Experts from Nordea said on Monday that while there was still “considerable uncertainty” surrounding the long term impact of the refugee crisis, Sweden's economy was not likely to be damaged in the wake of the influx of new arrivals and could even receive a boost.
In a major report, the bank said that GDP growth could rise by 0.5 percent more than previously predicted in 2016.
It linked the increase to a variety of factors, from the need for additional accommodation making more money for the building industry to more teachers being hired to help teach refugees.
The bank said that employment would be pushed up slightly in the wake of the influx of new arrivals, but explained that it would take time for this to happen.
“A clear impact on the labour market is delayed (…) probably until 2017,” said Nordea's chief analyst Torbjörn Isaksson in the report for Nordea, which is among the largest banks in the Nordics.
However he also warned that government spending was set to rise as Sweden attempts to provide both shelter and public services for the 300,000 people expected to arrive in the country by the end of 2016, according to estimates from Sweden's Migration Agency.

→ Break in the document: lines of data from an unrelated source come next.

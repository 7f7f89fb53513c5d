//! # Observable property with derived values.
//!
//! [`Property`] holds one value plus the properties derived from it, and
//! implements the two-phase write protocol against a [`PropertyEvents`] pair.
//!
//! ## Write protocol
//! ```text
//! set(events, new)
//!   ├─► new == current?                 → Change::Unchanged (nothing raised)
//!   ├─► snapshot derived values
//!   ├─► events.changing ◄── PropertyChanging{name, new}
//!   │        └─ cancelled?              → Change::Vetoed (value kept, nothing else raised)
//!   ├─► value = new
//!   ├─► events.changed  ◄── PropertyChanged{name, new}
//!   └─► for derived in declaration order:
//!          recomputed != snapshot?      → events.changed ◄── PropertyChanged{derived, value}
//!                                       → Change::Applied{cascaded}
//! ```
//!
//! ## Errors
//! - A handler error while **changing** aborts the write; the value is kept.
//! - A handler error while **changed** is returned after the write was applied;
//!   the notifications that would have followed are not raised.
//!
//! ## Example
//! ```rust
//! use std::sync::{Arc, Mutex};
//! use eventvisor::{Change, Property, PropertyEvents};
//!
//! let events = PropertyEvents::new();
//! let mut age = Property::new("age", 16u32).derive("can_vote", |age: &u32| *age >= 18);
//!
//! let log = Arc::new(Mutex::new(Vec::new()));
//! let sink = Arc::clone(&log);
//! let _changed = events.changed.subscribe_fn(move |ev| sink.lock().unwrap().push(ev.to_string()));
//! let _veto = events.changing.subscribe_fn(|ev| {
//!     if ev.value().as_int().is_some_and(|age| age < 14) {
//!         ev.cancel();
//!     }
//! });
//!
//! assert_eq!(age.set(&events, 16).unwrap(), Change::Unchanged);
//! assert_eq!(age.set(&events, 20).unwrap(), Change::Applied { cascaded: 1 });
//! assert_eq!(age.set(&events, 12).unwrap(), Change::Vetoed);
//!
//! assert_eq!(*age.get(), 20);
//! assert_eq!(*log.lock().unwrap(), vec!["age=20", "can_vote=true"]);
//! ```

use std::fmt;
use std::sync::Arc;

use crate::error::PublishError;

use super::{PropertyChanged, PropertyChanging, PropertyEvents, Value};

/// Result of one [`Property::set`].
#[derive(Clone, Copy, Debug, PartialEq, Eq)]
pub enum Change {
    /// New value equals the current one; nothing was raised.
    Unchanged,
    /// A changing subscriber cancelled the write; the value was kept.
    Vetoed,
    /// The write was applied.
    Applied {
        /// Number of derived properties that changed with it.
        cascaded: usize,
    },
}

impl Change {
    /// True if the value was written.
    #[inline]
    pub fn is_applied(&self) -> bool {
        matches!(self, Change::Applied { .. })
    }
}

/// A property computed from another one.
struct Derived<V> {
    name: Arc<str>,
    compute: Box<dyn Fn(&V) -> Value + Send + Sync>,
}

/// Named value whose writes raise changing/changed notifications.
pub struct Property<V> {
    name: Arc<str>,
    value: V,
    derived: Vec<Derived<V>>,
}

impl<V> Property<V>
where
    V: Clone + PartialEq + Into<Value>,
{
    /// Creates a property holding `value`. No notification is raised.
    pub fn new(name: impl Into<Arc<str>>, value: V) -> Self {
        Self {
            name: name.into(),
            value,
            derived: Vec::new(),
        }
    }

    /// Declares a derived property computed from this one.
    ///
    /// Derived notifications are raised in declaration order.
    #[must_use]
    pub fn derive<D, F>(mut self, name: impl Into<Arc<str>>, compute: F) -> Self
    where
        D: Into<Value>,
        F: Fn(&V) -> D + Send + Sync + 'static,
    {
        self.derived.push(Derived {
            name: name.into(),
            compute: Box::new(move |v: &V| compute(v).into()),
        });
        self
    }

    /// Property name.
    #[inline]
    pub fn name(&self) -> &str {
        &self.name
    }

    /// Current value.
    #[inline]
    pub fn get(&self) -> &V {
        &self.value
    }

    /// Current value of the derived property `name`, if declared.
    pub fn derived(&self, name: &str) -> Option<Value> {
        self.derived
            .iter()
            .find(|d| &*d.name == name)
            .map(|d| (d.compute)(&self.value))
    }

    /// Names of the derived properties, in declaration order.
    pub fn derived_names(&self) -> impl Iterator<Item = &str> {
        self.derived.iter().map(|d| &*d.name)
    }

    /// Writes `value`, raising changing/changed notifications on `events`.
    ///
    /// Equality is [`PartialEq`]: a value that is not equal to itself (a float
    /// NaN) is never [`Change::Unchanged`], and a NaN derived value is
    /// re-announced on every applied write.
    ///
    /// # Errors
    /// Returns the first [`PublishError`] raised by a handler. See the module
    /// docs for whether the write was applied.
    pub fn set(&mut self, events: &PropertyEvents, value: V) -> Result<Change, PublishError> {
        if self.value == value {
            return Ok(Change::Unchanged);
        }

        let before: Vec<Value> = self.derived.iter().map(|d| (d.compute)(&self.value)).collect();

        let changing = PropertyChanging::new(Arc::clone(&self.name), value.clone());
        events.raise_changing(&changing)?;
        if changing.is_cancelled() {
            return Ok(Change::Vetoed);
        }

        self.value = value;
        events.raise_changed(&PropertyChanged::new(Arc::clone(&self.name), self.value.clone()))?;

        let mut cascaded = 0;
        for (d, old) in self.derived.iter().zip(before) {
            let now = (d.compute)(&self.value);
            if now != old {
                events.raise_changed(&PropertyChanged::new(Arc::clone(&d.name), now))?;
                cascaded += 1;
            }
        }
        Ok(Change::Applied { cascaded })
    }
}

impl<V: fmt::Debug> fmt::Debug for Property<V> {
    fn fmt(&self, f: &mut fmt::Formatter<'_>) -> fmt::Result {
        f.debug_struct("Property")
            .field("name", &self.name)
            .field("value", &self.value)
            .field("derived", &self.derived.iter().map(|d| &*d.name).collect::<Vec<_>>())
            .finish()
    }
}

Isaksson said it would “become harder for the government to manage tight spending limits for another year”.
He also argued that the Swedish government needed to plough resources into helping those given asylum in Sweden to find jobs.

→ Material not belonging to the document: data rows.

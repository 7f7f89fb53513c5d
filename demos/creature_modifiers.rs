//! # Example: creature_modifiers
//!
//! Chain of responsibility over an event channel. A creature asks the game
//! for its effective attack/defense; modifiers subscribed to the query channel
//! adjust the answer in registration order. A scoped modifier stops applying
//! as soon as its guard goes out of scope.
//!
//! ## Run
//! ```bash
//! cargo run --example creature_modifiers
//! ```

use std::sync::{Arc, Mutex, PoisonError};

use eventvisor::{EventChannel, PublishError};

#[derive(Clone, Copy, Debug, PartialEq, Eq)]
enum Stat {
    Attack,
    Defense,
}

struct Query {
    creature: &'static str,
    stat: Stat,
    value: Mutex<i32>,
}

impl Query {
    fn update(&self, f: impl FnOnce(i32) -> i32) {
        let mut value = self.value.lock().unwrap_or_else(PoisonError::into_inner);
        *value = f(*value);
    }

    fn result(self) -> i32 {
        self.value.into_inner().unwrap_or_else(PoisonError::into_inner)
    }
}

#[derive(Default)]
struct Game {
    queries: EventChannel<Query>,
}

struct Creature {
    name: &'static str,
    attack: i32,
    defense: i32,
}

impl Creature {
    fn stat(&self, game: &Game, stat: Stat) -> Result<i32, PublishError> {
        let base = match stat {
            Stat::Attack => self.attack,
            Stat::Defense => self.defense,
        };
        let query = Query {
            creature: self.name,
            stat,
            value: Mutex::new(base),
        };
        game.queries.publish(&query)?;
        Ok(query.result())
    }

    fn report(&self, game: &Game) -> Result<(), PublishError> {
        println!(
            "{} ({}/{})",
            self.name,
            self.stat(game, Stat::Attack)?,
            self.stat(game, Stat::Defense)?
        );
        Ok(())
    }
}

/// Doubles the attack of one creature.
struct DoubleAttack {
    creature: &'static str,
}

impl DoubleAttack {
    fn handle(&self, q: &Query) {
        if q.creature == self.creature && q.stat == Stat::Attack {
            q.update(|v| v * 2);
        }
    }
}

/// Adds to the defense of one creature.
struct IncreaseDefense {
    creature: &'static str,
    by: i32,
}

impl IncreaseDefense {
    fn handle(&self, q: &Query) {
        if q.creature == self.creature && q.stat == Stat::Defense {
            q.update(|v| v + self.by);
        }
    }
}

fn main() -> Result<(), PublishError> {
    let game = Game::default();
    let goblin = Creature {
        name: "Strong Goblin",
        attack: 2,
        defense: 2,
    };
    goblin.report(&game)?;

    let double = Arc::new(DoubleAttack {
        creature: goblin.name,
    });
    let _double = game.queries.subscribe(&double, DoubleAttack::handle);
    goblin.report(&game)?;

    {
        let shield = Arc::new(IncreaseDefense {
            creature: goblin.name,
            by: 3,
        });
        let _shield = game
            .queries
            .subscribe(&shield, IncreaseDefense::handle)
            .into_guard();
        goblin.report(&game)?;
    }

    goblin.report(&game)?;
    Ok(())
}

“The importance of integrating foreign-born persons in the labour market can not be stressed enough,” he concluded.
Nordea's report follows figures released by the Swedish employment agency (Arbetsförmedlingen) last week which revealed that more than one in five foreign-born people in Sweden are currently without a job.
“It is of course a challenge for Arbetsförmedlingen, because so many of those come to us are quite far from the labour market. They have a longer distance to go to be able to get a job, and require more assistance,” the authority's chief analyst Mats Wadman told the TT newswire at the time.

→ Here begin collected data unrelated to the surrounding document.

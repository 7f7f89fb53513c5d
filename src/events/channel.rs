//! # Synchronous event channel with weakly-held targets.
//!
//! [`EventChannel`] delivers a payload to every active subscription, in
//! registration order, on the caller's thread.
//!
//! ## Architecture
//! ```text
//! publish(&payload)
//!     │
//!     ├─► snapshot = slots.clone()        (lock held only for the copy)
//!     │
//!     └─► for slot in snapshot:
//!            ├─ disposed?        → ignore
//!            ├─ Weak::upgrade()  → None       → skipped (+ pruned with DeadTargetPolicy::Prune)
//!            └─ handler(&target, &payload)
//!                   ├─ Ok          → delivered
//!                   └─ Err(e)      → stop, return PublishError::Handler
//! ```
//!
//! ## Rules
//! - **Order**: registration order, one payload at a time.
//! - **Weak targets**: subscribing never keeps the subscriber alive.
//! - **Re-entrancy**: handlers may subscribe, dispose (themselves included) or
//!   publish again; iteration works on a snapshot taken at the start.
//! - **Late subscribers**: a subscription added during a publish first sees the
//!   next publish.
//! - **Fail fast**: a handler error ends the publish; panics unwind through it.
//!
//! ## Example
//! ```rust
//! use std::sync::{Arc, Mutex};
//! use eventvisor::EventChannel;
//!
//! struct Doctor {
//!     calls: Mutex<Vec<String>>,
//! }
//!
//! impl Doctor {
//!     fn call(&self, address: &String) {
//!         self.calls.lock().unwrap().push(address.clone());
//!     }
//! }
//!
//! let falls_ill = EventChannel::<String>::new();
//! let doc = Arc::new(Doctor { calls: Mutex::new(Vec::new()) });
//!
//! let sub = falls_ill.subscribe(&doc, Doctor::call);
//! falls_ill.publish(&"123 London Road".to_string()).unwrap();
//!
//! sub.dispose();
//! falls_ill.publish(&"456 Cardiff Road".to_string()).unwrap();
//!
//! assert_eq!(*doc.calls.lock().unwrap(), vec!["123 London Road".to_string()]);
//! ```

use std::fmt;
use std::sync::atomic::{AtomicBool, Ordering as AtomicOrdering};
use std::sync::{Arc, Mutex, MutexGuard, PoisonError, Weak};

use crate::config::Config;
use crate::error::{HandlerError, PublishError, SubscribeError};
use crate::policies::DeadTargetPolicy;

use super::{Delivery, Detach, Subscription, SubscriptionId};

/// Resolves the target and runs the handler; `None` means the target is gone.
type Invoke<T> = Box<dyn Fn(&T) -> Option<Result<(), HandlerError>> + Send + Sync>;

/// One registration as stored by the channel.
struct Slot<T> {
    id: SubscriptionId,
    active: Arc<AtomicBool>,
    invoke: Invoke<T>,
}

impl<T> Slot<T> {
    #[inline]
    fn is_active(&self) -> bool {
        self.active.load(AtomicOrdering::Acquire)
    }

    #[inline]
    fn deactivate(&self) {
        self.active.store(false, AtomicOrdering::Release);
    }
}

/// State shared between the channel and the (weak) subscription handles.
struct Shared<T> {
    slots: Mutex<Vec<Arc<Slot<T>>>>,
}

impl<T> Shared<T> {
    fn lock(&self) -> MutexGuard<'_, Vec<Arc<Slot<T>>>> {
        // No handler ever runs under this lock, so a poisoned list is still consistent.
        self.slots.lock().unwrap_or_else(PoisonError::into_inner)
    }

    fn snapshot(&self) -> Vec<Arc<Slot<T>>> {
        self.lock().clone()
    }

    fn prune(&self, dead: &[SubscriptionId]) {
        self.lock().retain(|slot| {
            if dead.contains(&slot.id) {
                slot.deactivate();
                false
            } else {
                true
            }
        });
    }
}

impl<T: 'static> Detach for Shared<T> {
    fn detach(&self, id: SubscriptionId) {
        self.lock().retain(|slot| slot.id != id);
    }
}

/// Typed publish/subscribe channel owned by a single publisher.
///
/// ### Properties
/// - **Synchronous**: `publish()` returns after every handler has run.
/// - **Ordered**: subscribers are visited in registration order.
/// - **Non-owning**: targets are held as [`Weak`]; dead ones are skipped.
/// - **Thread-safe**: `Send + Sync`; the list is guarded by a mutex that is
///   never held while a handler runs.
pub struct EventChannel<T> {
    shared: Arc<Shared<T>>,
    dead_targets: DeadTargetPolicy,
}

But he also reflected on the positive impact that migrants could have in the future.
“At the same time it's an opportunity, because we do need some labour immigration,” he said.
Sweden was criticized by the International Monetary Fund (IMF) earlier this year for having one of the highest differences in employment levels between natives and immigrants in the OECD area (Organization for Economic Cooperation and Development).
Prime Minister Stefan Löfven has previously insisted he will achieve his goal of Sweden having the lowest unemployment rate in the EU by 2020. However, Finance Minister Magdalena Andersson noted in a recent interview with the Svenska Dagbladet newspaper that his promise was looking increasingly “harder to reach”.